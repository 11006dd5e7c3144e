//! Bounded byte queues for the RX and TX paths
//!
//! A [`ByteQueue`] never blocks and never grows. When it is full the
//! incoming byte is discarded and counted in [`ByteQueue::dropped`], so the
//! queue (not the producer) decides what is lost.

use heapless::Deque;

/// Destination for encoded reply frames
///
/// Implemented by every [`ByteQueue`] so reply primitives can work against
/// any TX capacity.
pub trait TxSink {
    /// Number of bytes that can be pushed before the sink is full
    fn free_space(&self) -> usize;

    /// Push a single byte, returning false if it was dropped
    fn push(&mut self, byte: u8) -> bool;
}

/// Fixed-capacity FIFO of bytes with overflow accounting
#[derive(Debug, Clone)]
pub struct ByteQueue<const N: usize> {
    buf: Deque<u8, N>,
    dropped: u32,
}

impl<const N: usize> Default for ByteQueue<N> {
    fn default() -> Self {
        Self::new()
    }
}

impl<const N: usize> ByteQueue<N> {
    /// Create an empty queue
    pub const fn new() -> Self {
        Self {
            buf: Deque::new(),
            dropped: 0,
        }
    }

    /// Enqueue a byte
    ///
    /// Returns false and bumps the drop counter if the queue is full.
    pub fn push(&mut self, byte: u8) -> bool {
        match self.buf.push_back(byte) {
            Ok(()) => true,
            Err(_) => {
                self.dropped = self.dropped.wrapping_add(1);
                false
            }
        }
    }

    /// Remove and return the oldest byte
    pub fn pop(&mut self) -> Option<u8> {
        self.buf.pop_front()
    }

    /// Enqueue every byte of `data`, returning how many were accepted
    ///
    /// Bytes that do not fit are counted as dropped.
    pub fn extend_from_slice(&mut self, data: &[u8]) -> usize {
        data.iter().filter(|&&b| self.push(b)).count()
    }

    /// Pop bytes until the queue is empty
    pub fn drain(&mut self) -> impl Iterator<Item = u8> + '_ {
        core::iter::from_fn(move || self.pop())
    }

    /// Number of queued bytes
    pub fn len(&self) -> usize {
        self.buf.len()
    }

    pub fn is_empty(&self) -> bool {
        self.buf.is_empty()
    }

    pub fn is_full(&self) -> bool {
        self.buf.is_full()
    }

    /// Number of bytes that can be pushed before the queue is full
    pub fn free_space(&self) -> usize {
        N - self.buf.len()
    }

    pub const fn capacity(&self) -> usize {
        N
    }

    /// Total bytes discarded because the queue was full
    pub fn dropped(&self) -> u32 {
        self.dropped
    }

    /// Discard queued bytes (the drop counter is kept)
    pub fn clear(&mut self) {
        self.buf.clear();
    }
}

impl<const N: usize> TxSink for ByteQueue<N> {
    fn free_space(&self) -> usize {
        ByteQueue::free_space(self)
    }

    fn push(&mut self, byte: u8) -> bool {
        ByteQueue::push(self, byte)
    }
}
//! Motolink simulator
//!
//! Drives a simulated device session through a scripted scenario and logs
//! the wire traffic. Set `RUST_LOG=debug` for per-frame detail.

use std::path::PathBuf;
use std::process::ExitCode;

use clap::{Parser, ValueEnum};
use log::{error, info};

use motolink_sim::{Demo, Session, SimConfig};

#[derive(Debug, Parser)]
#[command(name = "motolink-sim", version, about = "Simulate a Motolink device session")]
struct Args {
    /// TOML configuration file (defaults are used if omitted)
    #[arg(short, long)]
    config: Option<PathBuf>,

    /// Scripted scenario to run
    #[arg(short, long, value_enum, default_value = "demo")]
    scenario: Scenario,

    /// Suppress the hex dump of transmitted bytes
    #[arg(short, long)]
    quiet: bool,
}

#[derive(Debug, Clone, Copy, PartialEq, Eq, ValueEnum)]
enum Scenario {
    /// Valid commands followed by every link failure and its recovery
    Demo,
}

fn main() -> ExitCode {
    env_logger::Builder::from_env(env_logger::Env::default().default_filter_or("info")).init();
    let args = Args::parse();

    let mut config = match &args.config {
        Some(path) => match SimConfig::load(path) {
            Ok(config) => config,
            Err(e) => {
                error!("{}", e);
                return ExitCode::FAILURE;
            }
        },
        None => SimConfig::default(),
    };
    if args.quiet {
        config.log_io = false;
    }

    let mut session = Session::new(&config);
    let (stat, _replies) = match args.scenario {
        Scenario::Demo => Demo::new(&mut session).run(),
    };

    match stat {
        Some(stat) => info!(
            "Final: speed={} mode={:?} rx_dropped={} broken_frames={} crc_errors={} timeouts={}",
            stat.speed,
            stat.mode,
            stat.rx_dropped,
            stat.broken_frames,
            stat.crc_errors,
            session.stats().frame_timeouts
        ),
        None => {
            error!("No STAT reply received");
            return ExitCode::FAILURE;
        }
    }
    ExitCode::SUCCESS
}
^^^^
> Exercise aim: Give back the records above exactly, limited to the lines between the one holding "of queued bytes" and the one holding "counter is kept)", inclusive.

> Written solution:
    /// Number of queued bytes
    pub fn len(&self) -> usize {
        self.buf.len()
    }

    pub fn is_empty(&self) -> bool {
        self.buf.is_empty()
    }

    pub fn is_full(&self) -> bool {
        self.buf.is_full()
    }

    /// Number of bytes that can be pushed before the queue is full
    pub fn free_space(&self) -> usize {
        N - self.buf.len()
    }

    pub const fn capacity(&self) -> usize {
        N
    }

    /// Total bytes discarded because the queue was full
    pub fn dropped(&self) -> u32 {
        self.dropped
    }

    /// Discard queued bytes (the drop counter is kept)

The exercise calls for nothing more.